1. Costituzione e successive modificazioni mediante modello standard tipizzato con firma digitale.
2. Abbattimento degli oneri per l'avvio d'impresa: la startup, a differenza delle altre aziende, sarà esonerata dal pagamento dell'imposta di bollo e dei diritti di segreteria dovuti per qualsiasi adempimento da effettuare presso il Registro delle Imprese, nonchè dal pagamento del diritto annuale dovuto alle Camere di Commercio.
3. Disciplina del lavoro tagliata su misura: la startup potrà assumere personale con contratti a tempo determinato della durata minima di 6 mesi e massima di 36 mesi.
4. Piani di incentivazione in equity: la startup potrà remunerare i propri collaboratori con stock option, e i fornitori di servizi esterni – come ad esempio gli avvocati e i commercialisti – attraverso schemi di work for equity.
5. Introduzione di incentivi fiscali per investimenti in startup provenienti da persone fisiche (19% di detrazione IRPEF) e giuridiche (20% di deduzione dall'imponibile IRES) per gli anni 2013, 2014 e 2015 e 2016.
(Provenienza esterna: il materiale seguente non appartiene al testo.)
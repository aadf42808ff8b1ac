use async_trait::async_trait;
use chrono::{DateTime, Utc};
use sqlx::{FromRow, PgPool};
use uuid::Uuid;

use super::postgres_errors::{classify, StorageFailure};
use crate::domain::repositories::TeamRepository;
use crate::domain::team::{Team, TeamName, TeamStanding};
use crate::domain::{DomainError, DomainResult, EntityKind};

#[derive(Debug, FromRow)]
struct TeamRow {
    id: Uuid,
    name: String,
    last_updated: DateTime<Utc>,
}

impl TryFrom<TeamRow> for Team {
    type Error = DomainError;

    fn try_from(row: TeamRow) -> Result<Self, Self::Error> {
        let name = TeamName::new(&row.name)
            .map_err(|e| DomainError::storage(format!("Corrupt team row {}: {}", row.id, e)))?;
        Ok(Team::from_persistence(row.id, name, row.last_updated))
    }
}

#[derive(Debug, FromRow)]
struct StandingRow {
    id: Uuid,
    name: String,
    total_steps: i64,
}

impl From<StandingRow> for TeamStanding {
    fn from(row: StandingRow) -> Self {
        Self {
            id: row.id,
            name: row.name,
            total_steps: row.total_steps,
        }
    }
}

/// PostgreSQL implementation of TeamRepository
///
/// Step totals are aggregated in SQL with a left join, so teams without
/// counters report 0.
pub struct PostgresTeamRepository {
    pool: PgPool,
}

impl PostgresTeamRepository {
    /// Creates a new PostgresTeamRepository
    ///
    /// # Arguments
    /// * `pool` - SQLx connection pool for PostgreSQL
    pub fn new(pool: PgPool) -> Self {
        Self { pool }
    }
}

#[async_trait]
impl TeamRepository for PostgresTeamRepository {
    async fn create(&self, team: &Team) -> DomainResult<()> {
        sqlx::query(
            r#"
            INSERT INTO teams (id, name, last_updated)
            VALUES ($1, $2, $3)
            "#,
        )
        .bind(team.id())
        .bind(team.name().as_str())
        .bind(team.last_updated())
        .execute(&self.pool)
        .await
        .map_err(|e| match classify(&e) {
            StorageFailure::UniqueViolation => DomainError::already_exists(EntityKind::Team),
            _ => DomainError::storage(format!("Failed to save team: {}", e)),
        })?;

        Ok(())
    }

    async fn find_by_id(&self, id: Uuid) -> DomainResult<Option<Team>> {
        let row = sqlx::query_as::<_, TeamRow>(
            r#"
            SELECT id, name, last_updated
            FROM teams
            WHERE id = $1
            "#,
        )
        .bind(id)
        .fetch_optional(&self.pool)
        .await
        .map_err(|e| DomainError::storage(format!("Failed to find team by id: {}", e)))?;

        row.map(Team::try_from).transpose()
    }

    async fn find_by_name(&self, name: &TeamName) -> DomainResult<Option<Team>> {
        let row = sqlx::query_as::<_, TeamRow>(
            r#"
            SELECT id, name, last_updated
            FROM teams
            WHERE name = $1
            "#,
        )
        .bind(name.as_str())
        .fetch_optional(&self.pool)
        .await
        .map_err(|e| DomainError::storage(format!("Failed to find team by name: {}", e)))?;

        row.map(Team::try_from).transpose()
    }

    async fn standing(&self, id: Uuid) -> DomainResult<Option<TeamStanding>> {
        let row = sqlx::query_as::<_, StandingRow>(
            r#"
            SELECT t.id, t.name, COALESCE(SUM(c.steps_made), 0)::BIGINT AS total_steps
            FROM teams t
            LEFT JOIN counters c ON c.team_id = t.id
            WHERE t.id = $1
            GROUP BY t.id, t.name
            "#,
        )
        .bind(id)
        .fetch_optional(&self.pool)
        .await
        .map_err(|e| DomainError::storage(format!("Failed to load team steps: {}", e)))?;

        Ok(row.map(TeamStanding::from))
    }

    async fn standings(&self) -> DomainResult<Vec<TeamStanding>> {
        let rows = sqlx::query_as::<_, StandingRow>(
            r#"
            SELECT t.id, t.name, COALESCE(SUM(c.steps_made), 0)::BIGINT AS total_steps
            FROM teams t
            LEFT JOIN counters c ON c.team_id = t.id
            GROUP BY t.id, t.name
            ORDER BY total_steps DESC, t.name ASC, t.id ASC
            "#,
        )
        .fetch_all(&self.pool)
        .await
        .map_err(|e| DomainError::storage(format!("Failed to load leaderboard: {}", e)))?;

        Ok(rows.into_iter().map(TeamStanding::from).collect())
    }

    async fn delete(&self, id: Uuid) -> DomainResult<()> {
        // counters go with it via ON DELETE CASCADE
        let result = sqlx::query(
            r#"
            DELETE FROM teams WHERE id = $1
            "#,
        )
        .bind(id)
        .execute(&self.pool)
        .await
        .map_err(|e| DomainError::storage(format!("Failed to delete team: {}", e)))?;

        if result.rows_affected() == 0 {
            return Err(DomainError::not_found(EntityKind::Team, id));
        }

        Ok(())
    }
}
6. Introduzione del crowdfunding, che permette di raccogliere capitali mediante piattaforme online autorizzate da Consob.
7. Accesso semplificato, gratuito e diretto per le startup al Fondo Centrale di Garanzia, un fondo governativo che facilita l'accesso al credito attraverso la concessione di garanzie sui prestiti bancari. 
8. Sostegno ad hoc nel processo di internazionalizzazione delle startup da parte dell'Agenzia ICE.